La rúbrica del 11 suele estar al pie de los mejores partidos azulgranas, Clásicos, semifinales y finales. Y, al contrario, se le recuerda rechinando los dientes en el banquillo o arrugando la nariz en la grada durante los batacazos más sonados. Sin ir más lejos, el 4-0 del Metropolitano. En el caso de Raphinha, a su rendimiento directo hay que sumar además su efecto galvanizador, una descarga competitiva que reanima los corazones de sus compañeros y convierte hasta los tendones más tiesos en látigos implacables. Uno de los secretos de este Barcelona es que ha incorporado una gigantesca sección de percusión a su gusto por lo sinfónico. Y el brasileño, en esa suerte, es el mayor especialista del triple bombo que hay en plantilla. Su ausencia es la manera más fácil de perder el ritmo para un equipo que navega entre la pausa y el arrebato sin terminar de decantarse por ninguno.
Su lesión durante el parón de selecciones más innecesario posible, decretado para jugar partidos amistosos justo antes de los cuartos de la Champions y a poco más de dos meses del inicio del Mundial, deja un regusto incendiario que pronto se convierte en rescoldo resignado. No está la Brasil actual como para cometer negligencias en la preparación y el cuidado de futbolistas como Raphinha o Vinicius. Recordemos que uno de sus dos principales delanteros ha marcado 7 goles esta temporada con el Manchester United y el otro 19 en el Brentford, sombríos registros para una Canarinha más desdibujada si cabe que en citas anteriores. Pero sigue siendo demencial que un club profesional gaste 60 millones en un futbolista más otros tantos de salario durante su contrato y se quede sin él justo antes de las semanas decisivas de la temporada porque el fútbol de selecciones ha decidido, por su toto moreno, distribuirse a lo largo del año sin importarle más negociado.
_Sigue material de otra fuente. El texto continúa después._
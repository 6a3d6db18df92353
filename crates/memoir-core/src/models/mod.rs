pub mod role;
pub mod user;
La lesión de Raphinha en estas circunstacias es una píldora especialmente amarga de tragar en esta nuestra nación disfuncional, donde la nueva gran estrella de la selección es un joven catalán de origen marroquí y canterano del Barça odiado hasta el tuétano por la mayoría de la masa social futbolera y patriotera, y además a buena parte de la afición culé lo que haga o deje de hacer España en el Mundial se la trae al pairo. ¿Cómo vamos a entender desde este mezquino rincón del planeta fútbol que quedarnos sin Rapha a estas alturas era justo y necesario?